En cas d’adhésion vers 2015, l’avantage démographique de la Turquie acquis grâce à la pondération des voix dans les institutions européennes n’inquiète pas Michel Rocard outre mesure. Non sans aplomb, il estime que la forte représentation des Turcs au Parlement européen n’amènerait pas nécessairement un « vote national turc », les votes s’effectuant souvent sur une ligne partisane et idéologique, et non sur une base nationale et surtout nationaliste. Les Turcs apporteraient à l’Union son économie en progrès constants et sa « laïcité », qui, le député ne l’ignore pas, correspond davantage à l’encadrement de l’islam sunnite par le pouvoir politique qu’à une véritable séparation de la religion d’avec l’État. Michel Rocard rejette donc l’idée d’un « partenariat spécial » avec la Turquie, qui, dans les faits, existe déjà depuis l’accord douanier de 1995. Selon lui, cette proposition froisse l’opinion publique en Turquie et indispose les intellectuels turcs les plus francophiles et les plus européistes.

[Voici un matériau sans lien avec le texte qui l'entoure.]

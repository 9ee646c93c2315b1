//! ResourceRepository - the learning library

use super::{Create, Delete, Read, Update};
use crate::dtos::{CreateResourceDTO, ResourceFilter, UpdateResourceDTO};
use crate::entities::Resource;
use chrono::Utc;
use sqlx::types::Json;
use sqlx::{Error, QueryBuilder, Sqlite, SqlitePool};

pub struct ResourceRepository {
    connection_pool: SqlitePool,
}

impl ResourceRepository {
    pub fn new(connection_pool: SqlitePool) -> Self {
        Self { connection_pool }
    }

    /// All filters are exact matches; `tag` matches any element of `tags`
    pub async fn find_filtered(&self, filter: &ResourceFilter) -> Result<Vec<Resource>, Error> {
        let mut builder: QueryBuilder<Sqlite> =
            QueryBuilder::new("SELECT * FROM resources WHERE 1 = 1");
        if let Some(category) = &filter.category {
            builder.push(" AND category = ").push_bind(category.clone());
        }
        if let Some(difficulty) = &filter.difficulty {
            builder.push(" AND difficulty = ").push_bind(difficulty.clone());
        }
        if let Some(resource_type) = &filter.resource_type {
            builder.push(" AND resource_type = ").push_bind(resource_type.clone());
        }
        if let Some(tag) = &filter.tag {
            builder
                .push(" AND EXISTS (SELECT 1 FROM json_each(resources.tags) WHERE json_each.value = ")
                .push_bind(tag.clone())
                .push(")");
        }
        builder.push(" ORDER BY title");
        builder
            .build_query_as::<Resource>()
            .fetch_all(&self.connection_pool)
            .await
    }

    /// Resources carrying at least one of `tags`
    pub async fn find_by_any_tag(&self, tags: &[String]) -> Result<Vec<Resource>, Error> {
        if tags.is_empty() {
            return Ok(Vec::new());
        }
        let mut builder: QueryBuilder<Sqlite> = QueryBuilder::new(
            "SELECT * FROM resources WHERE EXISTS (SELECT 1 FROM json_each(resources.tags) WHERE json_each.value IN (",
        );
        let mut separated = builder.separated(", ");
        for tag in tags {
            separated.push_bind(tag.clone());
        }
        separated.push_unseparated("))");
        builder.push(" ORDER BY title");
        builder
            .build_query_as::<Resource>()
            .fetch_all(&self.connection_pool)
            .await
    }
}

impl Create<Resource, CreateResourceDTO> for ResourceRepository {
    async fn create(&self, data: &CreateResourceDTO) -> Result<Resource, Error> {
        let now = Utc::now();
        sqlx::query_as::<_, Resource>(
            r#"
            INSERT INTO resources (title, resource_type, category, difficulty, content, tags, created_at, updated_at)
            VALUES (?, ?, ?, ?, ?, ?, ?, ?)
            RETURNING *
            "#,
        )
        .bind(&data.title)
        .bind(&data.resource_type)
        .bind(&data.category)
        .bind(&data.difficulty)
        .bind(Json(&data.content))
        .bind(Json(&data.tags))
        .bind(now)
        .bind(now)
        .fetch_one(&self.connection_pool)
        .await
    }
}

impl Read<Resource, i64> for ResourceRepository {
    async fn read(&self, id: &i64) -> Result<Option<Resource>, Error> {
        sqlx::query_as::<_, Resource>("SELECT * FROM resources WHERE resource_id = ?")
            .bind(id)
            .fetch_optional(&self.connection_pool)
            .await
    }
}

impl Update<Resource, UpdateResourceDTO, i64> for ResourceRepository {
    async fn update(&self, id: &i64, data: &UpdateResourceDTO) -> Result<Resource, Error> {
        sqlx::query_as::<_, Resource>(
            r#"
            UPDATE resources
            SET title = COALESCE(?, title),
                resource_type = COALESCE(?, resource_type),
                category = COALESCE(?, category),
                difficulty = COALESCE(?, difficulty),
                content = COALESCE(?, content),
                tags = COALESCE(?, tags),
                updated_at = ?
            WHERE resource_id = ?
            RETURNING *
            "#,
        )
        .bind(&data.title)
        .bind(&data.resource_type)
        .bind(&data.category)
        .bind(&data.difficulty)
        .bind(data.content.as_ref().map(Json))
        .bind(data.tags.as_ref().map(Json))
        .bind(Utc::now())
        .bind(id)
        .fetch_optional(&self.connection_pool)
        .await?
        .ok_or(Error::RowNotFound)
    }
}

impl Delete<i64> for ResourceRepository {
    async fn delete(&self, id: &i64) -> Result<bool, Error> {
        let result = sqlx::query("DELETE FROM resources WHERE resource_id = ?")
            .bind(id)
            .execute(&self.connection_pool)
            .await?;
        Ok(result.rows_affected() > 0)
    }
}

Une idée-force de cet essai réside en effet dans l’affirmation d’une responsabilité européenne, et notamment française, dans la montée des sentiments nationalistes en Turquie. Si un nationalisme particulièrement martial, sur lequel Michel Rocard passe rapidement, sévit actuellement dans le pays, la faute en revient aux atermoiements et aux discriminations des Européens, comme l’initiative française de consultation référendaire en cas de nouvelle adhésion à l’Union européenne ; qui vise explicitement, selon le député européen, la candidature turque. Côté européen, il est vrai que crispation identitaire et hypocrisie dans les discours et les promesses ont légitimement fâché les europhiles d’Istanbul et d’Ankara. On ne saurait néanmoins passer sous silence les racines proprement locales du chauvinisme turc, liées en grande partie au réveil de mémoires concurrentes en Turquie. En France, il est toujours utile de rappeler que ce pays composite ne saurait se réduire aux universitaires libéraux francophones d’Istanbul.

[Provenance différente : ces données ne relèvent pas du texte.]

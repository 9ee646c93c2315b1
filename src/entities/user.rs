//! User entity - account with password helpers

use super::enums::UserRole;
use bcrypt::{DEFAULT_COST, hash, verify};
use chrono::{DateTime, Utc};
use serde::{Deserialize, Serialize};

#[derive(Serialize, Deserialize, Debug, Clone, sqlx::FromRow)]
pub struct User {
    pub user_id: i64,
    pub username: String,
    pub email: String,
    #[serde(skip_serializing)]
    pub password: String,
    pub role: UserRole,
    pub team_role: Option<String>,
    pub bio: Option<String>,
    pub avatar: Option<String>,
    pub created_at: DateTime<Utc>,
    pub last_login: Option<DateTime<Utc>>,
}

impl User {
    /// Verify if target_password matches the stored hashed password
    pub fn verify_password(&self, target_password: &str) -> bool {
        verify(target_password, &self.password).unwrap_or(false)
    }

    /// Hash a password using bcrypt with default cost
    pub fn hash_password(password: &str) -> Result<String, bcrypt::BcryptError> {
        let hash = hash(password, DEFAULT_COST)?;
        Ok(hash)
    }

    pub fn has_role(&self, required: UserRole) -> bool {
        self.role >= required
    }
}
#![allow(dead_code)]

use axum_test::TestServer;
use scrumboard::core::{AppState, encode_jwt};
use scrumboard::entities::User;
use scrumboard::repositories::Read;
use sqlx::SqlitePool;
use std::sync::Arc;

pub const TEST_JWT_SECRET: &str = "scrumboard-test-secret-do-not-use-elsewhere";

/// AppState backed by the per-test database
pub fn create_test_state(pool: SqlitePool) -> Arc<AppState> {
    Arc::new(AppState::new(pool, TEST_JWT_SECRET.to_string(), 24))
}

pub fn create_test_server(state: Arc<AppState>) -> TestServer {
    let app = scrumboard::create_router(state);
    TestServer::new(app).expect("Failed to create test server")
}

/// Token valid for 24 hours, signed with the test secret
pub fn create_test_jwt(user_id: i64, username: &str) -> String {
    encode_jwt(username.to_string(), user_id, TEST_JWT_SECRET, 24)
        .expect("Failed to create JWT token")
}

/// `Authorization` header value for a fixture user
pub fn bearer(user_id: i64, username: &str) -> String {
    format!("Bearer {}", create_test_jwt(user_id, username))
}

/// Fixture users: alice (1, ADMIN), bob (2, USER), charlie (3, MODERATOR)
pub fn alice() -> String {
    bearer(1, "alice")
}

pub fn bob() -> String {
    bearer(2, "bob")
}

pub fn charlie() -> String {
    bearer(3, "charlie")
}

pub async fn load_user(state: &AppState, user_id: i64) -> User {
    state
        .user
        .read(&user_id)
        .await
        .expect("query failed")
        .expect("fixture user missing")
}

Que l’histoire ottomane et turque soit intimement liée à celle de l’Europe et que les guerres d’hier ne doivent pas embrumer les esprits aujourd’hui ne fait aucun doute. Qu’un partenariat géostratégique et économique étroit avec les Turcs soit vital est une évidence. Qu’il faille en conclure que la place de la Turquie est nécessairement dans une Union européenne presque toujours divisée et affaiblie par un manque de solidarité est une induction lourde de conséquences pour les deux parties et qui s’appuie sur des faits capricieux, que Michel Rocard ne prend pas toujours en compte.

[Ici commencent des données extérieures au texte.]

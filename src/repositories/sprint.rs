//! SprintRepository

use super::{Create, Delete, Read, Update};
use crate::dtos::{CreateSprintDTO, UpdateSprintDTO};
use crate::entities::{Sprint, SprintStatus};
use chrono::Utc;
use sqlx::{Error, SqlitePool};

pub struct SprintRepository {
    connection_pool: SqlitePool,
}

impl SprintRepository {
    pub fn new(connection_pool: SqlitePool) -> Self {
        Self { connection_pool }
    }

    /// Most recent sprints first
    pub async fn find_all(&self) -> Result<Vec<Sprint>, Error> {
        sqlx::query_as::<_, Sprint>("SELECT * FROM sprints ORDER BY start_date DESC, sprint_id DESC")
            .fetch_all(&self.connection_pool)
            .await
    }
}

impl Create<Sprint, CreateSprintDTO> for SprintRepository {
    async fn create(&self, data: &CreateSprintDTO) -> Result<Sprint, Error> {
        let now = Utc::now();
        sqlx::query_as::<_, Sprint>(
            r#"
            INSERT INTO sprints (name, goal, start_date, end_date, total_story_points, status, created_at, updated_at)
            VALUES (?, ?, ?, ?, ?, ?, ?, ?)
            RETURNING *
            "#,
        )
        .bind(&data.name)
        .bind(&data.goal)
        .bind(data.start_date)
        .bind(data.end_date)
        .bind(data.total_story_points)
        .bind(data.status.unwrap_or(SprintStatus::Active))
        .bind(now)
        .bind(now)
        .fetch_one(&self.connection_pool)
        .await
    }
}

impl Read<Sprint, i64> for SprintRepository {
    async fn read(&self, id: &i64) -> Result<Option<Sprint>, Error> {
        sqlx::query_as::<_, Sprint>("SELECT * FROM sprints WHERE sprint_id = ?")
            .bind(id)
            .fetch_optional(&self.connection_pool)
            .await
    }
}

impl Update<Sprint, UpdateSprintDTO, i64> for SprintRepository {
    async fn update(&self, id: &i64, data: &UpdateSprintDTO) -> Result<Sprint, Error> {
        sqlx::query_as::<_, Sprint>(
            r#"
            UPDATE sprints
            SET name = COALESCE(?, name),
                goal = COALESCE(?, goal),
                start_date = COALESCE(?, start_date),
                end_date = COALESCE(?, end_date),
                total_story_points = COALESCE(?, total_story_points),
                status = COALESCE(?, status),
                updated_at = ?
            WHERE sprint_id = ?
            RETURNING *
            "#,
        )
        .bind(&data.name)
        .bind(&data.goal)
        .bind(data.start_date)
        .bind(data.end_date)
        .bind(data.total_story_points)
        .bind(data.status)
        .bind(Utc::now())
        .bind(id)
        .fetch_optional(&self.connection_pool)
        .await?
        .ok_or(Error::RowNotFound)
    }
}

impl Delete<i64> for SprintRepository {
    async fn delete(&self, id: &i64) -> Result<bool, Error> {
        let result = sqlx::query("DELETE FROM sprints WHERE sprint_id = ?")
            .bind(id)
            .execute(&self.connection_pool)
            .await?;
        Ok(result.rows_affected() > 0)
    }
}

On eût aimé par exemple que l’ancien Premier ministre de François Mitterrand abordât la politique adoptée par Ankara au sein de l’Otan, plutôt proaméricaine et froidement européenne. Ainsi, Ankara a montré bien peu d’enthousiasme aux propositions françaises de bâtir un « pilier européen » de l’Otan. Pour les Turcs, l’appartenance à l’Alliance atlantique et les relations géostratégiques privilégiées avec Israël et les États-Unis les confortent dans leur face-à-face tendu avec les Européens et leur rivalité avec les Grecs en Méditerranée orientale. Que l’intégration de la Turquie dans l’Union européenne érode l’axe Washington Tel-Aviv–Ankara et arrime les deux rives du Bosphore ne coule pas de source.
Le soutien américain à la candidature turque est d’ailleurs dénué d’ambiguïté. Dans son livre, Michel Rocard donne parfois la troublante impression de s’intéresser à la Turquie moins pour elle-même que comme moyen de dynamiser les 27, comme si l’adhésion turque pouvait pallier la désunion européenne. L’une des caractéristiques de la candidature turque est que, tout au contraire, elle divise nettement les Européens et ne concourt nullement à les unir.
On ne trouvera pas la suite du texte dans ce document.